A Canadian Retrospective Chart Review Evaluating Concomitant Methotrexate De-escalation Patterns in Patients with Rheumatoid Arthritis Treated with Biologic or Targeted Synthetic DMARDs.

ABSTRACT

INTRODUCTION: Rheumatoid arthritis (RA) guidelines recommend methotrexate (MTX)-anchored therapy with biologic or targeted synthetic disease-modifying antirheumatic drugs (b/tsDMARDs); however, tolerability issues often lead to non-adherence. Canadian data on MTX tapering and/or withdrawal following b/tsDMARD initiation are minimal. This chart review assessed frequency of MTX tapering or withdrawal following b/tsDMARD initiation and the impact on disease status in Canadian adults with RA. METHODS: Eligible patients had received MTX for ≥ 3 months before b/tsDMARD initiation.

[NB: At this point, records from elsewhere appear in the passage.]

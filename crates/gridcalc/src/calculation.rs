//! Full-sheet recalculation
//!
//! Edits already recalculate their dependents; a full pass is needed after
//! registering custom functions or to refresh volatile cells (TODAY, NOW).
//!
//! # Example
//!
//! ```rust
//! use gridcalc::prelude::*;
//!
//! let mut sheet = Worksheet::new();
//! sheet.set_value("A1", 10).unwrap();
//! sheet.set_value("A2", 20).unwrap();
//! sheet.set_formula("A3", "=A1+A2").unwrap();
//!
//! let stats = sheet.recalculate_all();
//! assert_eq!(stats.formula_count, 1);
//! assert_eq!(stats.cells_calculated, 1);
//! ```

use crate::worksheet::{CellEntry, Worksheet};
use gridcalc_core::CellAddress;
use tracing::debug;

/// Options for a full recalculation
#[derive(Debug, Clone)]
pub struct CalculationOptions {
    /// Re-evaluate formulas calling volatile functions (TODAY, NOW)
    /// even when a cached result exists
    pub calculate_volatile: bool,
}

impl Default for CalculationOptions {
    fn default() -> Self {
        Self {
            calculate_volatile: true,
        }
    }
}

/// Statistics from a calculation run
#[derive(Debug, Clone, Default, PartialEq, Eq)]
pub struct CalculationStats {
    /// Total number of valid formula cells
    pub formula_count: usize,
    /// Number of cells evaluated in this pass
    pub cells_calculated: usize,
    /// Number of volatile cells re-evaluated
    pub volatile_cells: usize,
    /// Formula cells whose result is an error value
    pub errors: usize,
    /// Cells holding formula text that could not be registered
    /// (syntax errors and circular references)
    pub invalid_formulas: usize,
}

impl Worksheet {
    /// Recalculate every formula with default options
    pub fn recalculate_all(&mut self) -> CalculationStats {
        self.recalculate_with(&CalculationOptions::default())
    }

    /// Recalculate every formula in dependency order
    ///
    /// Stored formula text that failed to register is parsed again first,
    /// so formulas calling a function registered since then come back to
    /// life. Formulas are re-evaluated from scratch. With
    /// `calculate_volatile` off, volatile formulas that already hold a
    /// result keep it.
    pub fn recalculate_with(&mut self, options: &CalculationOptions) -> CalculationStats {
        let mut stats = CalculationStats::default();
        let now = self.now();

        let mut invalid: Vec<(CellAddress, String)> = self
            .cells
            .iter()
            .filter_map(|(addr, entry)| match entry {
                CellEntry::Invalid { expression, .. } => Some((*addr, expression.clone())),
                _ => None,
            })
            .collect();
        invalid.sort_unstable_by_key(|(addr, _)| *addr);
        for (addr, expression) in invalid {
            self.register_stored(addr, &expression);
        }

        for entry in self.cells.values() {
            match entry {
                CellEntry::Formula(_) => stats.formula_count += 1,
                CellEntry::Invalid { .. } => stats.invalid_formulas += 1,
                CellEntry::Value(_) => {}
            }
        }

        for addr in self.graph.evaluation_order() {
            let (volatile, cached) = match self.cells.get(&addr) {
                Some(CellEntry::Formula(f)) => (f.is_volatile(), f.cached_result().is_some()),
                _ => continue,
            };
            if volatile && cached && !options.calculate_volatile {
                continue;
            }

            if self.evaluate_cell(addr, now) {
                stats.cells_calculated += 1;
                if volatile {
                    stats.volatile_cells += 1;
                }
                if self.value_at(&addr).is_error() {
                    stats.errors += 1;
                }
            }
        }

        debug!(
            formulas = stats.formula_count,
            calculated = stats.cells_calculated,
            errors = stats.errors,
            "recalculated worksheet"
        );
        stats
    }
}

The b/tsDMARD was prescribed continuously for ≥ 18 months. Patients taking > 10 mg/day oral prednisone or equivalent were excluded. RESULTS: Eight hundred eighty-nine patients (mean baseline MTX dose 19.0 mg/week) prescribed b/tsDMARDs (tumor necrosis factor inhibitor 52.1%, Janus kinase inhibitor 18.3%, interleukin-6 inhibitor [IL-6i] 11.9%, other 17.7%) were evaluated at 22 Canadian centers. Within 2 years of b/tsDMARD initiation, MTX was tapered in 123 (13.8%) patients and discontinued in 147 (16.5%), most commonly due to planned tapering (36.6%) and patient decision (27.2%), respectively, and most commonly with IL-6i use (34.9%). The MTX dose was unchanged for 582 (65.5%) patients and increased for 37 (4.2%). Missing data limit interpretations of MTX dose effects on some secondary endpoints and challenge the assertion that a disease activity measure-based treat-to-target approach is routinely used in Canadian rheumatology practice. CONCLUSIONS: Methotrexate tapering or withdrawal occurred in 30.4% of Canadians with RA within 2 years following b/tsDMARD initiation. Baseline disease activity measures were missing from many medical records. However, for patients with baseline assessments, MTX tapering or discontinuation did not worsen disease activity.